### Instructions for the task
In this exercise, each record below is to be written out again exactly.

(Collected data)

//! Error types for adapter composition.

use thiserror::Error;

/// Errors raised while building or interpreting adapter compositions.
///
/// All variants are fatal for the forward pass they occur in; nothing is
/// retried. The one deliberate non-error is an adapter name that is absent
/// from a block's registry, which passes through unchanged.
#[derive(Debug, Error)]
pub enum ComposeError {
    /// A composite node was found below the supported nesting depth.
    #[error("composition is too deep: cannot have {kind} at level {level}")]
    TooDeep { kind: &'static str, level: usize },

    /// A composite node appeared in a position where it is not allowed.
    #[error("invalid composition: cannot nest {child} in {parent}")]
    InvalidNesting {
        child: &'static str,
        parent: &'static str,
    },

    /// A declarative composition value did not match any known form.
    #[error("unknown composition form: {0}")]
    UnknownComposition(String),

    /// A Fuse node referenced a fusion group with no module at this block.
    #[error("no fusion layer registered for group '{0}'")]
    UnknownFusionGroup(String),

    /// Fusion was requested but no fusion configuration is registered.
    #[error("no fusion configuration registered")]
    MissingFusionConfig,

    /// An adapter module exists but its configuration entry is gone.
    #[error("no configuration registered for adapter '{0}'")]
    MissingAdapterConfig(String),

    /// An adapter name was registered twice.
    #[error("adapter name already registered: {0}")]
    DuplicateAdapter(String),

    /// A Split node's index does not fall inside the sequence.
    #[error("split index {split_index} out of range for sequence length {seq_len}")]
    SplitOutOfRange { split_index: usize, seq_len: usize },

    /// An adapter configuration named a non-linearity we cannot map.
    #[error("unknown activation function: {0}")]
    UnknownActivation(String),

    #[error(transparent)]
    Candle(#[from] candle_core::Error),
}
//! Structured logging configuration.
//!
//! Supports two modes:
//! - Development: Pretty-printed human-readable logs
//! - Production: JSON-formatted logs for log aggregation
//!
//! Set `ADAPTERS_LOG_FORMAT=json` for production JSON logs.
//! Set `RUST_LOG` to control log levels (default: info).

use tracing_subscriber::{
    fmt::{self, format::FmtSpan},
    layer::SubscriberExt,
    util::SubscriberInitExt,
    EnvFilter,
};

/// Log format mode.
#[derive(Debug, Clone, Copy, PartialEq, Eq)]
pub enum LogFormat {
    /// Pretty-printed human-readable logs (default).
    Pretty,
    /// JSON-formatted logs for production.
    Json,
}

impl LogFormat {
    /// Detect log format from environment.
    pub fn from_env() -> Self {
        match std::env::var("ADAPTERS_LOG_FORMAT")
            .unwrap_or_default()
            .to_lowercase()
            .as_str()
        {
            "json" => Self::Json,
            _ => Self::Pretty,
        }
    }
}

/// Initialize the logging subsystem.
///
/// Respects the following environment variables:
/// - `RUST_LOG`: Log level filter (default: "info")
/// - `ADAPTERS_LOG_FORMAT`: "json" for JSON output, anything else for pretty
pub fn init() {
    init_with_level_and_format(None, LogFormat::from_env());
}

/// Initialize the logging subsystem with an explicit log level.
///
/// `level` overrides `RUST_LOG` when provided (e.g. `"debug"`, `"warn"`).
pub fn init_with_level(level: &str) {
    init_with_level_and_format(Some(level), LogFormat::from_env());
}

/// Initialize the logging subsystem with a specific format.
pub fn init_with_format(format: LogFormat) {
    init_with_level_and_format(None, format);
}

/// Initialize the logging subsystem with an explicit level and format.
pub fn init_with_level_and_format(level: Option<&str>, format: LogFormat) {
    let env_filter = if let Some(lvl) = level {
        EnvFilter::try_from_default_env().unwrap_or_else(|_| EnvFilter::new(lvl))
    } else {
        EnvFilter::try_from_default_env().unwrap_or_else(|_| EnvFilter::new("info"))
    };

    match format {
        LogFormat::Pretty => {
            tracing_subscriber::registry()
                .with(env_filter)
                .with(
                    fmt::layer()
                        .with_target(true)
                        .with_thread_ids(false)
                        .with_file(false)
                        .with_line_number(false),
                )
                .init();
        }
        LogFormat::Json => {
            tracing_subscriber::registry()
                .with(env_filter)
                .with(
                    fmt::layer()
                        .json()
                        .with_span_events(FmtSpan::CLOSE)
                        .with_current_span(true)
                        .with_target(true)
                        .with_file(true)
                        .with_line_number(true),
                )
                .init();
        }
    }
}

### Task result
//! Error types for adapter composition.

use thiserror::Error;

/// Errors raised while building or interpreting adapter compositions.
///
/// All variants are fatal for the forward pass they occur in; nothing is
/// retried. The one deliberate non-error is an adapter name that is absent
/// from a block's registry, which passes through unchanged.
#[derive(Debug, Error)]
pub enum ComposeError {
    /// A composite node was found below the supported nesting depth.
    #[error("composition is too deep: cannot have {kind} at level {level}")]
    TooDeep { kind: &'static str, level: usize },

    /// A composite node appeared in a position where it is not allowed.
    #[error("invalid composition: cannot nest {child} in {parent}")]
    InvalidNesting {
        child: &'static str,
        parent: &'static str,
    },

    /// A declarative composition value did not match any known form.
    #[error("unknown composition form: {0}")]
    UnknownComposition(String),

    /// A Fuse node referenced a fusion group with no module at this block.
    #[error("no fusion layer registered for group '{0}'")]
    UnknownFusionGroup(String),

    /// Fusion was requested but no fusion configuration is registered.
    #[error("no fusion configuration registered")]
    MissingFusionConfig,

    /// An adapter module exists but its configuration entry is gone.
    #[error("no configuration registered for adapter '{0}'")]
    MissingAdapterConfig(String),

    /// An adapter name was registered twice.
    #[error("adapter name already registered: {0}")]
    DuplicateAdapter(String),

    /// A Split node's index does not fall inside the sequence.
    #[error("split index {split_index} out of range for sequence length {seq_len}")]
    SplitOutOfRange { split_index: usize, seq_len: usize },

    /// An adapter configuration named a non-linearity we cannot map.
    #[error("unknown activation function: {0}")]
    UnknownActivation(String),

    #[error(transparent)]
    Candle(#[from] candle_core::Error),
}
//! Structured logging configuration.
//!
//! Supports two modes:
//! - Development: Pretty-printed human-readable logs
//! - Production: JSON-formatted logs for log aggregation
//!
//! Set `ADAPTERS_LOG_FORMAT=json` for production JSON logs.
//! Set `RUST_LOG` to control log levels (default: info).

use tracing_subscriber::{
    fmt::{self, format::FmtSpan},
    layer::SubscriberExt,
    util::SubscriberInitExt,
    EnvFilter,
};

/// Log format mode.
#[derive(Debug, Clone, Copy, PartialEq, Eq)]
pub enum LogFormat {
    /// Pretty-printed human-readable logs (default).
    Pretty,
    /// JSON-formatted logs for production.
    Json,
}

impl LogFormat {
    /// Detect log format from environment.
    pub fn from_env() -> Self {
        match std::env::var("ADAPTERS_LOG_FORMAT")
            .unwrap_or_default()
            .to_lowercase()
            .as_str()
        {
            "json" => Self::Json,
            _ => Self::Pretty,
        }
    }
}

/// Initialize the logging subsystem.
///
/// Respects the following environment variables:
/// - `RUST_LOG`: Log level filter (default: "info")
/// - `ADAPTERS_LOG_FORMAT`: "json" for JSON output, anything else for pretty
pub fn init() {
    init_with_level_and_format(None, LogFormat::from_env());
}

/// Initialize the logging subsystem with an explicit log level.
///
/// `level` overrides `RUST_LOG` when provided (e.g. `"debug"`, `"warn"`).
pub fn init_with_level(level: &str) {
    init_with_level_and_format(Some(level), LogFormat::from_env());
}

/// Initialize the logging subsystem with a specific format.
pub fn init_with_format(format: LogFormat) {
    init_with_level_and_format(None, format);
}

/// Initialize the logging subsystem with an explicit level and format.
pub fn init_with_level_and_format(level: Option<&str>, format: LogFormat) {
    let env_filter = if let Some(lvl) = level {
        EnvFilter::try_from_default_env().unwrap_or_else(|_| EnvFilter::new(lvl))
    } else {
        EnvFilter::try_from_default_env().unwrap_or_else(|_| EnvFilter::new("info"))
    };

    match format {
        LogFormat::Pretty => {
            tracing_subscriber::registry()
                .with(env_filter)
                .with(
                    fmt::layer()
                        .with_target(true)
                        .with_thread_ids(false)
                        .with_file(false)
                        .with_line_number(false),
                )
                .init();
        }
        LogFormat::Json => {
            tracing_subscriber::registry()
                .with(env_filter)
                .with(
                    fmt::layer()
                        .json()
                        .with_span_events(FmtSpan::CLOSE)
                        .with_current_span(true)
                        .with_target(true)
                        .with_file(true)
                        .with_line_number(true),
                )
                .init();
        }
    }
}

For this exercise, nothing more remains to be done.